Exercise directions:
Repeat, exactly as written, the lines of the records below from the first through the line with "defaults if missing)", but none past it.

Data extract:
________________
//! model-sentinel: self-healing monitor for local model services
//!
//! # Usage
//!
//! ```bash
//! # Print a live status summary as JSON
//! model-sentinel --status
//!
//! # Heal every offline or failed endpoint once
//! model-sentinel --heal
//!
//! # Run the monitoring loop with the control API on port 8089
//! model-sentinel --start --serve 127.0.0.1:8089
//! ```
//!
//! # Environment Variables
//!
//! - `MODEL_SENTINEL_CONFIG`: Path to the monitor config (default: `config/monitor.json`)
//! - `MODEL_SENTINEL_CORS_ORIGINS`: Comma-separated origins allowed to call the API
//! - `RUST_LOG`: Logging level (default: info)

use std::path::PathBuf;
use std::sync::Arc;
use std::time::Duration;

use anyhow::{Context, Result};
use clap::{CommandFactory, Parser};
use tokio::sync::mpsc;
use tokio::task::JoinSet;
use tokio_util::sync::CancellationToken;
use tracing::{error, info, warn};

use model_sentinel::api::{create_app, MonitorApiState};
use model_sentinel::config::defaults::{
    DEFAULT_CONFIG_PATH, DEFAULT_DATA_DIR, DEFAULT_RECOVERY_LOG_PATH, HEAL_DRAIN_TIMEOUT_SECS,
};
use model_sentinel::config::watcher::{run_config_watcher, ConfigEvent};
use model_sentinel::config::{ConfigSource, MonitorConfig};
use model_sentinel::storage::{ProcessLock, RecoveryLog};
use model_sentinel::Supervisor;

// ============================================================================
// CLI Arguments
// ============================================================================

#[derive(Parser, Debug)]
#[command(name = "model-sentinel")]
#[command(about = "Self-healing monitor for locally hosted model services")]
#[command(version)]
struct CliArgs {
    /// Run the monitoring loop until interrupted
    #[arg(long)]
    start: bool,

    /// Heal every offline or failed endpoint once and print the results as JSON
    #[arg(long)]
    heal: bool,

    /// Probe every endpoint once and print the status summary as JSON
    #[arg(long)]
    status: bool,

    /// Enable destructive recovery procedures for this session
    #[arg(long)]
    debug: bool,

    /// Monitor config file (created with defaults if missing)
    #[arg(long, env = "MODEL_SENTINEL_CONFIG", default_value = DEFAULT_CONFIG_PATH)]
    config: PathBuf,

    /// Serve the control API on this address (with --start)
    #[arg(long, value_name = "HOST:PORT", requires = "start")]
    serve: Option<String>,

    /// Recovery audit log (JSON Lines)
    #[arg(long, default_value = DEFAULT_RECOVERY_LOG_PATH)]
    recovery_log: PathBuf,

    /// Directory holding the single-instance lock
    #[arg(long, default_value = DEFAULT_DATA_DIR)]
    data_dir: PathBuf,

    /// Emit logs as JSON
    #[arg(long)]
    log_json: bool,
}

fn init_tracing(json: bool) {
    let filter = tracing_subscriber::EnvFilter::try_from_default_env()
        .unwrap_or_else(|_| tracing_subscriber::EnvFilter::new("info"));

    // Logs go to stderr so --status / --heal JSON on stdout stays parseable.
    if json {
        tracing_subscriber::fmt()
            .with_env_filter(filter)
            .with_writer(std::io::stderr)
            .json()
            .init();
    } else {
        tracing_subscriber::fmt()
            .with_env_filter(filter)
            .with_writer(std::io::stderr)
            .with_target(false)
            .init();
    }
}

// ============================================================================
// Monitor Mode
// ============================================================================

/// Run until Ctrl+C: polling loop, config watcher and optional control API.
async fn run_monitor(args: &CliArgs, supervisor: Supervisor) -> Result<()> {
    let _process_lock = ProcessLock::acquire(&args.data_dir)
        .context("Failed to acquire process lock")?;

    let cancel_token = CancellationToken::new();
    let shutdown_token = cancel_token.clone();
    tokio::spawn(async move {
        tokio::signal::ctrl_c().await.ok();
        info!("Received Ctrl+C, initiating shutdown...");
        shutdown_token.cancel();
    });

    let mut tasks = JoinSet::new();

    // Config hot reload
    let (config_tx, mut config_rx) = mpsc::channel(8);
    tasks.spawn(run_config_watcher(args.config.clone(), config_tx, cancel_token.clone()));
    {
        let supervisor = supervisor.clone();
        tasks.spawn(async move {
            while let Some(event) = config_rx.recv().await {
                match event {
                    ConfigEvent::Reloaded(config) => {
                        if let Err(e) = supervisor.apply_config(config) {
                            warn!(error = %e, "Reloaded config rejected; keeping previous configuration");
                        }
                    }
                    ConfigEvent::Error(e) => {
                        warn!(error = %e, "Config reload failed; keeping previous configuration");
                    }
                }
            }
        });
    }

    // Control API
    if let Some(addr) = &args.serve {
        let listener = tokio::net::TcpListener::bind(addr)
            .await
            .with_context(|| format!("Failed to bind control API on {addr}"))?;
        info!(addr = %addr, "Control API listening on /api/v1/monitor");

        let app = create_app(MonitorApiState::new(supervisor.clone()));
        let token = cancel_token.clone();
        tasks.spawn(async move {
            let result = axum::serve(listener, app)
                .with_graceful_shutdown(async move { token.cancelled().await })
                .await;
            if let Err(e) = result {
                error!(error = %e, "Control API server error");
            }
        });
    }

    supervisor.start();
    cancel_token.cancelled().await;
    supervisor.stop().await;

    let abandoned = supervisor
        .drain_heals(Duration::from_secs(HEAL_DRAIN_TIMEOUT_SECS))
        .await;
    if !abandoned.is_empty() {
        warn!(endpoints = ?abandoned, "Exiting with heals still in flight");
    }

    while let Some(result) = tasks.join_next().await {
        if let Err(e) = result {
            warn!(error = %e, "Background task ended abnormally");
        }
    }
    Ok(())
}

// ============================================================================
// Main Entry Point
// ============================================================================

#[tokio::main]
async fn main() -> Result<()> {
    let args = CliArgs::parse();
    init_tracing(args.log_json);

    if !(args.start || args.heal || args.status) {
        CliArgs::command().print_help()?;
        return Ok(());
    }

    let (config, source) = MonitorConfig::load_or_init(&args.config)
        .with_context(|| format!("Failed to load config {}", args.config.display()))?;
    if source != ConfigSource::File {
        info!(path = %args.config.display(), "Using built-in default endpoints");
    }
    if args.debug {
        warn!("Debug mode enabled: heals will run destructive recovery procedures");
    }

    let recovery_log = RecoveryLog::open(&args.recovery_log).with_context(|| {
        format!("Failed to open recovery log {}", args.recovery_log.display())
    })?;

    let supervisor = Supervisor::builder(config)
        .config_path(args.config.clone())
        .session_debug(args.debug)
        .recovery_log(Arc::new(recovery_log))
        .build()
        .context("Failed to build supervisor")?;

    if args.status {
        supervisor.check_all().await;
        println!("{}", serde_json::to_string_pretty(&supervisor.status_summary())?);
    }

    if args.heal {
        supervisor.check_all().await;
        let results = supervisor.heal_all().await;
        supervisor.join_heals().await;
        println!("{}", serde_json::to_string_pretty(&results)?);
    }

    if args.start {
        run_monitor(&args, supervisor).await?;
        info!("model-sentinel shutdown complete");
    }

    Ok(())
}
________________
Reply:
//! model-sentinel: self-healing monitor for local model services
//!
//! # Usage
//!
//! ```bash
//! # Print a live status summary as JSON
//! model-sentinel --status
//!
//! # Heal every offline or failed endpoint once
//! model-sentinel --heal
//!
//! # Run the monitoring loop with the control API on port 8089
//! model-sentinel --start --serve 127.0.0.1:8089
//! ```
//!
//! # Environment Variables
//!
//! - `MODEL_SENTINEL_CONFIG`: Path to the monitor config (default: `config/monitor.json`)
//! - `MODEL_SENTINEL_CORS_ORIGINS`: Comma-separated origins allowed to call the API
//! - `RUST_LOG`: Logging level (default: info)

use std::path::PathBuf;
use std::sync::Arc;
use std::time::Duration;

use anyhow::{Context, Result};
use clap::{CommandFactory, Parser};
use tokio::sync::mpsc;
use tokio::task::JoinSet;
use tokio_util::sync::CancellationToken;
use tracing::{error, info, warn};

use model_sentinel::api::{create_app, MonitorApiState};
use model_sentinel::config::defaults::{
    DEFAULT_CONFIG_PATH, DEFAULT_DATA_DIR, DEFAULT_RECOVERY_LOG_PATH, HEAL_DRAIN_TIMEOUT_SECS,
};
use model_sentinel::config::watcher::{run_config_watcher, ConfigEvent};
use model_sentinel::config::{ConfigSource, MonitorConfig};
use model_sentinel::storage::{ProcessLock, RecoveryLog};
use model_sentinel::Supervisor;

// ============================================================================
// CLI Arguments
// ============================================================================

#[derive(Parser, Debug)]
#[command(name = "model-sentinel")]
#[command(about = "Self-healing monitor for locally hosted model services")]
#[command(version)]
struct CliArgs {
    /// Run the monitoring loop until interrupted
    #[arg(long)]
    start: bool,

    /// Heal every offline or failed endpoint once and print the results as JSON
    #[arg(long)]
    heal: bool,

    /// Probe every endpoint once and print the status summary as JSON
    #[arg(long)]
    status: bool,

    /// Enable destructive recovery procedures for this session
    #[arg(long)]
    debug: bool,

    /// Monitor config file (created with defaults if missing)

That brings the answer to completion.